F1日本GP、そしてスーパーGTタイ戦と同じ週末に開催された、オーストラリア・スーパーカー(旧V8スーパーカー)シリーズ最大の祭典“バサースト1000”は、予選から圧倒的な速さを見せたレッドブル・レーシング・オーストラリア、トリプルエイト・レースエンジニアリングのジェイミー・ウィンカップ/ポール・ダンブレル組がトップチェッカーを受けて完勝……かと思われたが、終盤にウィンカップが起こしたアクシデントに15秒加算ペナルティが課せられることとなり、同じホールデン陣営の“サテライト”としてシングルカーエントリーしていたテンコ・オートスポーツのウィル・デイビソン/ジョナサン・ウェブ組が繰り上げ優勝となる、波乱の結末となった。
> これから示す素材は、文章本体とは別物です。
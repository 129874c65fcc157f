//! Document models for court document ingestion and enrichment.
//!
//! A `CandidateDocument` is the raw unit fetched from the source API. It is
//! converted into a `WorkingDocument` while enrichment stages run, and ends
//! up as an `EnrichedDocument` once every stage has been applied.

use std::collections::BTreeSet;

use chrono::{DateTime, NaiveDate, Utc};
use serde::{Deserialize, Serialize};
use serde_json::{Map, Value};

/// Kind of court document, as reported by the source.
#[derive(Debug, Clone, Copy, PartialEq, Eq, Serialize, Deserialize)]
#[serde(rename_all = "kebab-case")]
pub enum DocumentType {
    Opinion,
    Docket,
    LeadOpinion,
    Other,
}

impl DocumentType {
    pub fn as_str(&self) -> &'static str {
        match self {
            Self::Opinion => "opinion",
            Self::Docket => "docket",
            Self::LeadOpinion => "lead-opinion",
            Self::Other => "other",
        }
    }

    pub fn from_str(s: &str) -> Option<Self> {
        match s {
            "opinion" => Some(Self::Opinion),
            "docket" => Some(Self::Docket),
            "lead-opinion" => Some(Self::LeadOpinion),
            "other" => Some(Self::Other),
            _ => None,
        }
    }
}

impl Default for DocumentType {
    fn default() -> Self {
        Self::Other
    }
}

/// A raw document fetched from the external source.
///
/// Created transiently per fetch and never mutated; the pipeline consumes it
/// and discards it after producing an `EnrichedDocument` or a failure record.
#[derive(Debug, Clone, Serialize, Deserialize)]
pub struct CandidateDocument {
    /// Identifier unique within the source.
    pub source_id: String,
    /// Case number as reported by the source.
    #[serde(default)]
    pub case_number: String,
    #[serde(default)]
    pub document_type: DocumentType,
    /// Court identifier (e.g. "txed").
    #[serde(default)]
    pub court: String,
    #[serde(default)]
    pub docket_number: String,
    #[serde(default)]
    pub case_name: String,
    #[serde(default)]
    pub date_filed: Option<NaiveDate>,
    /// Authoring judge string, when the source reports one.
    #[serde(default)]
    pub author: Option<String>,
    /// Document text as fetched.
    #[serde(default)]
    pub raw_content: String,
    /// Opaque source metadata; volatile fields like retrieval timestamps
    /// live here and never participate in identity.
    #[serde(default)]
    pub source_metadata: Map<String, Value>,
}

/// Outcome status of one enrichment stage.
#[derive(Debug, Clone, Copy, PartialEq, Eq, Serialize, Deserialize)]
#[serde(rename_all = "snake_case")]
pub enum StageStatus {
    Succeeded,
    Skipped,
    Failed,
}

impl StageStatus {
    pub fn as_str(&self) -> &'static str {
        match self {
            Self::Succeeded => "succeeded",
            Self::Skipped => "skipped",
            Self::Failed => "failed",
        }
    }
}

/// Outcome of one enrichment stage applied to one document.
#[derive(Debug, Clone, Serialize, Deserialize)]
pub struct StageResult {
    pub stage_name: String,
    pub status: StageStatus,
    /// Fields produced by the stage, restricted to the keys it owns.
    #[serde(default)]
    pub produced_fields: Map<String, Value>,
    #[serde(default)]
    pub error_detail: Option<String>,
    pub duration_ms: u64,
}

impl StageResult {
    pub fn succeeded(stage_name: &str, produced_fields: Map<String, Value>, duration_ms: u64) -> Self {
        Self {
            stage_name: stage_name.to_string(),
            status: StageStatus::Succeeded,
            produced_fields,
            error_detail: None,
            duration_ms,
        }
    }

    pub fn skipped(stage_name: &str, duration_ms: u64) -> Self {
        Self {
            stage_name: stage_name.to_string(),
            status: StageStatus::Skipped,
            produced_fields: Map::new(),
            error_detail: None,
            duration_ms,
        }
    }

    pub fn failed(stage_name: &str, error: &str, duration_ms: u64) -> Self {
        Self {
            stage_name: stage_name.to_string(),
            status: StageStatus::Failed,
            produced_fields: Map::new(),
            error_detail: Some(error.to_string()),
            duration_ms,
        }
    }
}

/// A document moving through the stage sequence.
///
/// Stages read the candidate and any fields produced so far; the orchestrator
/// merges each stage's output in. Merging only adds or overwrites keys, so a
/// later stage can never delete what an earlier stage produced.
#[derive(Debug, Clone)]
pub struct WorkingDocument {
    pub candidate: CandidateDocument,
    pub fields: Map<String, Value>,
    pub stage_results: Vec<StageResult>,
}

impl WorkingDocument {
    pub fn new(candidate: CandidateDocument) -> Self {
        Self {
            candidate,
            fields: Map::new(),
            stage_results: Vec::new(),
        }
    }

    /// Look up an enriched field produced by an earlier stage.
    pub fn field(&self, key: &str) -> Option<&Value> {
        self.fields.get(key)
    }

    /// Record a stage result, merging its produced fields in.
    pub fn record(&mut self, result: StageResult) {
        for (key, value) in &result.produced_fields {
            self.fields.insert(key.clone(), value.clone());
        }
        self.stage_results.push(result);
    }
}

/// A fully enriched document, ready for storage and indexing.
#[derive(Debug, Clone, Serialize, Deserialize)]
pub struct EnrichedDocument {
    pub source_id: String,
    pub document_type: DocumentType,
    pub court: String,
    pub case_name: String,
    pub docket_number: String,
    pub date_filed: Option<NaiveDate>,
    pub fingerprint: String,
    /// Merged field map across all stages.
    pub fields: Map<String, Value>,
    /// Per-stage outcomes, in execution order.
    pub stage_results: Vec<StageResult>,
    /// Fraction of document-type-expected stages that succeeded.
    pub completeness: f64,
    pub enriched_at: DateTime<Utc>,
}

impl EnrichedDocument {
    /// Finalize a working document once all stages have run.
    ///
    /// `expected_stages` is the set of stage names expected for this
    /// document's type; it forms the completeness denominator.
    pub fn from_working(
        working: WorkingDocument,
        fingerprint: String,
        expected_stages: &BTreeSet<String>,
    ) -> Self {
        let completeness = completeness_score(&working.stage_results, expected_stages);
        let WorkingDocument {
            candidate,
            fields,
            stage_results,
        } = working;
        Self {
            source_id: candidate.source_id,
            document_type: candidate.document_type,
            court: candidate.court,
            case_name: candidate.case_name,
            docket_number: candidate.docket_number,
            date_filed: candidate.date_filed,
            fingerprint,
            fields,
            stage_results,
            completeness,
            enriched_at: Utc::now(),
        }
    }
}

/// Compute the completeness score over the expected-stage set.
///
/// Only stages in `expected` count toward the denominator, so a docket that
/// is never expected to yield citations is not penalized for the citation
/// stages skipping. A document type with no expected stages scores 1.0.
pub fn completeness_score(results: &[StageResult], expected: &BTreeSet<String>) -> f64 {
    if expected.is_empty() {
        return 1.0;
    }
    let succeeded = results
        .iter()
        .filter(|r| r.status == StageStatus::Succeeded && expected.contains(&r.stage_name))
        .count();
    succeeded as f64 / expected.len() as f64
}

/// The durable row keyed by fingerprint.
///
/// The dedup guarantee: exactly one `StoredRecord` per fingerprint value at
/// any time. Forced re-ingestion overwrites the payload in place.
#[derive(Debug, Clone, Serialize, Deserialize)]
pub struct StoredRecord {
    pub fingerprint: String,
    pub payload: EnrichedDocument,
    pub first_seen_at: DateTime<Utc>,
    pub last_updated_at: DateTime<Utc>,
    pub update_count: i64,
}

#[cfg(test)]
mod tests {
    use super::*;

    fn candidate() -> CandidateDocument {
        CandidateDocument {
            source_id: "op-1".to_string(),
            case_number: "2:17-cv-00141".to_string(),
            document_type: DocumentType::Opinion,
            court: "txed".to_string(),
            docket_number: "2:17-cv-00141".to_string(),
            case_name: "Acme v. Beta".to_string(),
            date_filed: NaiveDate::from_ymd_opt(2019, 6, 14),
            author: Some("Gilstrap".to_string()),
            raw_content: "opinion text".to_string(),
            source_metadata: Map::new(),
        }
    }

    #[test]
    fn test_record_merges_fields() {
        let mut working = WorkingDocument::new(candidate());

        let mut fields = Map::new();
        fields.insert("citations".to_string(), serde_json::json!(["410 U.S. 113"]));
        working.record(StageResult::succeeded("citation-extraction", fields, 5));

        assert!(working.field("citations").is_some());
        assert_eq!(working.stage_results.len(), 1);
    }

    #[test]
    fn test_record_never_deletes_earlier_fields() {
        let mut working = WorkingDocument::new(candidate());

        let mut first = Map::new();
        first.insert("court_name".to_string(), serde_json::json!("E.D. Tex."));
        working.record(StageResult::succeeded("court-resolution", first, 2));

        // A later failing stage produces nothing and must leave prior fields intact.
        working.record(StageResult::failed("citation-extraction", "boom", 1));

        assert_eq!(
            working.field("court_name"),
            Some(&serde_json::json!("E.D. Tex."))
        );
    }

    #[test]
    fn test_completeness_expected_denominator() {
        let expected: BTreeSet<String> = ["court-resolution", "keyword-extraction"]
            .iter()
            .map(|s| s.to_string())
            .collect();

        let results = vec![
            StageResult::succeeded("court-resolution", Map::new(), 1),
            // Not expected for this type; success must not inflate the score.
            StageResult::succeeded("citation-extraction", Map::new(), 1),
            StageResult::failed("keyword-extraction", "no text", 1),
        ];

        let score = completeness_score(&results, &expected);
        assert!((score - 0.5).abs() < f64::EPSILON);
    }

    #[test]
    fn test_completeness_no_expected_stages() {
        let results = vec![StageResult::skipped("citation-extraction", 0)];
        assert_eq!(completeness_score(&results, &BTreeSet::new()), 1.0);
    }

    #[test]
    fn test_completeness_never_exceeds_one() {
        let expected: BTreeSet<String> =
            ["court-resolution"].iter().map(|s| s.to_string()).collect();
        let results = vec![
            StageResult::succeeded("court-resolution", Map::new(), 1),
            StageResult::succeeded("citation-extraction", Map::new(), 1),
            StageResult::succeeded("keyword-extraction", Map::new(), 1),
        ];
        assert!(completeness_score(&results, &expected) <= 1.0);
    }

    #[test]
    fn test_document_type_round_trip() {
        for ty in [
            DocumentType::Opinion,
            DocumentType::Docket,
            DocumentType::LeadOpinion,
            DocumentType::Other,
        ] {
            assert_eq!(DocumentType::from_str(ty.as_str()), Some(ty));
        }
        assert_eq!(DocumentType::from_str("unknown"), None);
    }
}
事件はレース終盤、フィニッシュまで残り11周の150周目に起きた。
首位争いを展開していたボルボS60のスコット・マクローリンに対し、戦略の違うウィンカップのホールデンが猛追。そのスピード差を活かして最終コーナーでインにダイブするも、ウィンカップのコモドアはスライドが止まらずボルボS60をコース外へ弾き飛ばすと、失速したウィンカップの背後に3番手のホールデン・ワークス、ガース・タンダーが迫りテール・トゥ・ノーズとなる。
そこへコース外から復帰したボルボが絡み、タンダーのコモドアとマクローリンのS60がホームストレート上で激しくクラッシュ。セーフティカーが導入される事態となった。
「戦略の違いもあって、ピットを終えたウィンカップが速いのはもちろん分かっていた。でも僕らはレースをしていて、可能な限り早くコースに復帰しようとしただけだ。意図的にヒットしたかったわけじゃない」と、状況を説明するマクローリン。